*WHAT TO PRODUCE:* List all the lines in these records that hold "match".

Segment Start: DATASET

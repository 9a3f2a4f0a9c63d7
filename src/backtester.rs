use crate::calendar::{align, build_calendar};
use crate::config::{BacktestConfig, SelectionPolicy};
use crate::models::{DailyReturn, EquityCurvePoint, PerformanceSummary, PickRecord, PredictionRow};
use crate::performance::PerformanceCalculator;
use crate::prediction_utils::{group_predictions_by_date, group_predictions_by_sector};
use chrono::NaiveDate;
use indicatif::ProgressBar;
use log::{info, warn};
use std::cmp::Ordering;

pub const DAILY_PERIODS_PER_YEAR: f64 = 252.0;

/// Result of one backtest run. Daily returns and the equity curve cover every business
/// day between the first and last prediction date.
#[derive(Debug, Clone, PartialEq)]
pub struct BacktestOutput {
    pub calendar: Vec<NaiveDate>,
    pub daily_returns: Vec<DailyReturn>,
    pub picks: Vec<PickRecord>,
    pub equity_curve: Vec<EquityCurvePoint>,
    pub summary: PerformanceSummary,
}

struct DaySelection<'a> {
    selected: Vec<&'a PredictionRow>,
    missing_sectors: Vec<String>,
}

pub struct DailyBacktester<'a> {
    config: &'a BacktestConfig,
    progress: ProgressBar,
}

impl<'a> DailyBacktester<'a> {
    pub fn new(config: &'a BacktestConfig) -> Self {
        Self {
            config,
            progress: ProgressBar::hidden(),
        }
    }

    pub fn with_progress(mut self, progress: ProgressBar) -> Self {
        self.progress = progress;
        self
    }

    pub fn run(&self, predictions: &[PredictionRow]) -> BacktestOutput {
        let by_date = group_predictions_by_date(predictions);
        let calendar = match (by_date.keys().next(), by_date.keys().next_back()) {
            (Some(first), Some(last)) => build_calendar(*first, *last),
            _ => Vec::new(),
        };

        info!(
            "Running {} backtest over {} prediction row(s), {} trading day(s), cost {} bps",
            self.config.policy.label(),
            predictions.len(),
            calendar.len(),
            self.config.cost_bps
        );

        let cost = self.config.cost_rate();
        let mut sparse_days: Vec<(NaiveDate, (f64, String))> = Vec::with_capacity(by_date.len());
        let mut picks = Vec::new();
        let mut ineligible_rows = 0usize;

        self.progress.set_length(by_date.len() as u64);
        for (date, rows) in &by_date {
            let eligible: Vec<&PredictionRow> = rows
                .iter()
                .copied()
                .filter(|row| self.is_eligible(row))
                .collect();
            ineligible_rows += rows.len() - eligible.len();

            let selection = self.select(&eligible);
            if selection.selected.is_empty() {
                sparse_days.push((*date, (0.0, String::new())));
                picks.extend(
                    self.config
                        .sectors
                        .iter()
                        .map(|sector| PickRecord::empty(*date, sector)),
                );
                self.progress.inc(1);
                continue;
            }

            let gross = selection
                .selected
                .iter()
                .map(|row| row.forward_return)
                .sum::<f64>()
                / selection.selected.len() as f64;
            let net = gross - cost;
            let tickers = selection
                .selected
                .iter()
                .map(|row| row.ticker.as_str())
                .collect::<Vec<_>>()
                .join(",");
            sparse_days.push((*date, (net, tickers)));

            for row in &selection.selected {
                picks.push(PickRecord {
                    date: *date,
                    ticker: row.ticker.clone(),
                    sector: row.sector.clone(),
                    net_return: row.forward_return - cost,
                });
            }
            for sector in &selection.missing_sectors {
                picks.push(PickRecord::empty(*date, sector));
            }
            self.progress.inc(1);
        }
        self.progress.finish_and_clear();

        if ineligible_rows > 0 {
            warn!(
                "Skipped {} prediction row(s) with a sector outside the enumeration or a non-numeric probability",
                ineligible_rows
            );
        }

        let aligned = align(sparse_days, &calendar, (0.0, String::new()));
        let daily_returns: Vec<DailyReturn> = aligned
            .iter()
            .map(|(date, (ret, _))| DailyReturn {
                date: *date,
                ret: *ret,
            })
            .collect();
        let equity_curve = build_equity_curve(&aligned);
        let returns: Vec<f64> = daily_returns.iter().map(|day| day.ret).collect();
        let summary = PerformanceCalculator::compute_metrics(&returns, DAILY_PERIODS_PER_YEAR);

        BacktestOutput {
            calendar,
            daily_returns,
            picks,
            equity_curve,
            summary,
        }
    }

    fn is_eligible(&self, row: &PredictionRow) -> bool {
        row.predicted_probability.is_finite() && self.config.sectors.contains(&row.sector)
    }

    fn select<'r>(&self, eligible: &[&'r PredictionRow]) -> DaySelection<'r> {
        match self.config.policy {
            SelectionPolicy::TopNGlobal { n } => DaySelection {
                selected: select_top_n(eligible, n),
                missing_sectors: Vec::new(),
            },
            SelectionPolicy::TopPerSector => {
                let grouped = group_predictions_by_sector(eligible, Some(self.config.sectors.names()));
                let mut selected = Vec::new();
                let mut missing_sectors = Vec::new();
                for sector in self.config.sectors.iter() {
                    match grouped.get(sector).and_then(|rows| highest_probability(rows)) {
                        Some(row) => selected.push(row),
                        None => missing_sectors.push(sector.to_string()),
                    }
                }
                DaySelection {
                    selected,
                    missing_sectors,
                }
            }
        }
    }
}

/// Runs the daily selection policy and returns the calendarized daily returns together
/// with the per-position pick records.
pub fn run_backtest(
    predictions: &[PredictionRow],
    config: &BacktestConfig,
) -> (Vec<DailyReturn>, Vec<PickRecord>) {
    let output = DailyBacktester::new(config).run(predictions);
    (output.daily_returns, output.picks)
}

/// Candidates ranked by probability, highest first. Ties keep input row order.
fn select_top_n<'r>(eligible: &[&'r PredictionRow], n: usize) -> Vec<&'r PredictionRow> {
    let mut ranked = eligible.to_vec();
    ranked.sort_by(|a, b| {
        b.predicted_probability
            .partial_cmp(&a.predicted_probability)
            .unwrap_or(Ordering::Equal)
    });
    ranked.truncate(n);
    ranked
}

fn highest_probability<'r>(rows: &[&'r PredictionRow]) -> Option<&'r PredictionRow> {
    let mut best: Option<&PredictionRow> = None;
    for row in rows.iter().copied() {
        match best {
            Some(current) if current.predicted_probability >= row.predicted_probability => {}
            _ => best = Some(row),
        }
    }
    best
}

fn build_equity_curve(aligned: &[(NaiveDate, (f64, String))]) -> Vec<EquityCurvePoint> {
    let mut equity = 1.0;
    aligned
        .iter()
        .map(|(date, (ret, tickers))| {
            equity *= 1.0 + ret;
            EquityCurvePoint {
                date: *date,
                ret: *ret,
                cumulative_equity: equity,
                cumulative_return: equity - 1.0,
                selected_tickers: tickers.clone(),
            }
        })
        .collect()
}

#[cfg(test)]
mod tests {
    use super::*;
    use crate::config::SectorUniverse;

    fn date(day: u32) -> NaiveDate {
        NaiveDate::from_ymd_opt(2024, 1, day).unwrap()
    }

    fn row(day: u32, ticker: &str, sector: &str, p: f64, fwd: f64) -> PredictionRow {
        PredictionRow::new(date(day), ticker, sector, p, fwd)
    }

    fn config(policy: SelectionPolicy, cost_bps: f64) -> BacktestConfig {
        BacktestConfig {
            policy,
            cost_bps,
            sectors: SectorUniverse::new(["Energy", "Technology", "Utilities"]).unwrap(),
        }
    }

    #[test]
    fn top_per_sector_emits_placeholder_for_missing_sector() {
        let predictions = vec![
            row(2, "XOM", "Energy", 0.7, 0.02),
            row(2, "CVX", "Energy", 0.8, -0.01),
            row(2, "AAPL", "Technology", 0.6, 0.03),
        ];
        let cfg = config(SelectionPolicy::TopPerSector, 10.0);
        let (daily, picks) = run_backtest(&predictions, &cfg);

        assert_eq!(picks.len(), 3);
        let placeholder: Vec<&PickRecord> = picks.iter().filter(|p| p.is_placeholder()).collect();
        assert_eq!(placeholder.len(), 1);
        assert_eq!(placeholder[0].sector, "Utilities");
        assert_eq!(placeholder[0].net_return, 0.0);

        assert_eq!(daily.len(), 1);
        let expected = (-0.01 + 0.03) / 2.0 - 0.001;
        assert!((daily[0].ret - expected).abs() < 1e-12);

        let energy = picks.iter().find(|p| p.sector == "Energy").unwrap();
        assert_eq!(energy.ticker, "CVX");
        assert!((energy.net_return - (-0.011)).abs() < 1e-12);
    }

    #[test]
    fn top_n_ranks_globally_with_stable_ties() {
        let predictions = vec![
            row(2, "AAA", "Energy", 0.5, 0.01),
            row(2, "BBB", "Technology", 0.9, 0.02),
            row(2, "CCC", "Utilities", 0.5, 0.03),
            row(2, "DDD", "Technology", 0.1, 0.04),
        ];
        let cfg = config(SelectionPolicy::TopNGlobal { n: 2 }, 0.0);
        let output = DailyBacktester::new(&cfg).run(&predictions);

        let tickers: Vec<&str> = output.picks.iter().map(|p| p.ticker.as_str()).collect();
        assert_eq!(tickers, vec!["BBB", "AAA"]);
        assert_eq!(output.equity_curve[0].selected_tickers, "BBB,AAA");
        assert!((output.daily_returns[0].ret - 0.015).abs() < 1e-12);
    }

    #[test]
    fn top_n_takes_all_when_fewer_candidates() {
        let predictions = vec![row(2, "AAA", "Energy", 0.5, 0.01)];
        let cfg = config(SelectionPolicy::TopNGlobal { n: 10 }, 0.0);
        let (daily, picks) = run_backtest(&predictions, &cfg);
        assert_eq!(picks.len(), 1);
        assert!((daily[0].ret - 0.01).abs() < 1e-12);
    }

    #[test]
    fn cost_is_charged_once_per_day() {
        let predictions = vec![
            row(2, "AAA", "Energy", 0.5, 0.01),
            row(2, "BBB", "Technology", 0.6, 0.01),
            row(2, "CCC", "Utilities", 0.7, 0.01),
        ];
        let cfg = config(SelectionPolicy::TopPerSector, 25.0);
        let (daily, _) = run_backtest(&predictions, &cfg);
        assert!((daily[0].ret - (0.01 - 0.0025)).abs() < 1e-12);
    }

    #[test]
    fn gaps_and_ineligible_days_are_flat() {
        // 2024-01-02 (Tue) traded, 01-03 only benchmark rows, 01-04 missing, 01-05 traded
        let predictions = vec![
            row(2, "AAA", "Energy", 0.5, 0.01),
            row(3, "SPY", "Benchmark", 0.9, 0.05),
            row(5, "BBB", "Technology", 0.6, 0.02),
        ];
        let cfg = config(SelectionPolicy::TopPerSector, 0.0);
        let output = DailyBacktester::new(&cfg).run(&predictions);

        assert_eq!(output.calendar.len(), 4);
        let returns: Vec<f64> = output.daily_returns.iter().map(|d| d.ret).collect();
        assert_eq!(returns, vec![0.01, 0.0, 0.0, 0.02]);

        let flat_day: Vec<&PickRecord> = output.picks.iter().filter(|p| p.date == date(3)).collect();
        assert_eq!(flat_day.len(), 3);
        assert!(flat_day.iter().all(|p| p.is_placeholder() && p.net_return == 0.0));

        assert_eq!(output.equity_curve.len(), 4);
        assert_eq!(output.equity_curve[2].selected_tickers, "");
        let last = output.equity_curve.last().unwrap();
        assert!((last.cumulative_equity - 1.01 * 1.02).abs() < 1e-12);
        assert!((last.cumulative_return - (1.01 * 1.02 - 1.0)).abs() < 1e-12);
        assert_eq!(output.summary.days, 4);
        assert_eq!(output.summary.non_zero_days, 2);
    }

    #[test]
    fn non_numeric_probability_is_ineligible() {
        let predictions = vec![
            row(2, "AAA", "Energy", f64::NAN, 0.5),
            row(2, "BBB", "Energy", 0.2, 0.01),
        ];
        let cfg = config(SelectionPolicy::TopPerSector, 0.0);
        let (daily, picks) = run_backtest(&predictions, &cfg);
        assert!(picks.iter().any(|p| p.ticker == "BBB"));
        assert!((daily[0].ret - 0.01).abs() < 1e-12);
    }

    #[test]
    fn empty_predictions_produce_empty_run() {
        let cfg = config(SelectionPolicy::TopPerSector, 10.0);
        let output = DailyBacktester::new(&cfg).run(&[]);
        assert!(output.calendar.is_empty());
        assert!(output.daily_returns.is_empty());
        assert!(output.picks.is_empty());
        assert!(output.summary.sharpe.is_none());
    }

    #[test]
    fn repeated_runs_are_identical() {
        let predictions = vec![
            row(2, "AAA", "Energy", 0.5, 0.01),
            row(2, "BBB", "Technology", 0.9, -0.02),
            row(3, "CCC", "Utilities", 0.4, 0.03),
            row(4, "DDD", "Technology", 0.3, 0.04),
        ];
        for policy in [SelectionPolicy::TopPerSector, SelectionPolicy::TopNGlobal { n: 2 }] {
            let cfg = config(policy, 10.0);
            assert_eq!(run_backtest(&predictions, &cfg), run_backtest(&predictions, &cfg));
        }
    }
}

Segment End: DATASET

*RESPONSE AREA:*
        let calendar = match (by_date.keys().next(), by_date.keys().next_back()) {
        match self.config.policy {
                    match grouped.get(sector).and_then(|rows| highest_probability(rows)) {
        match best {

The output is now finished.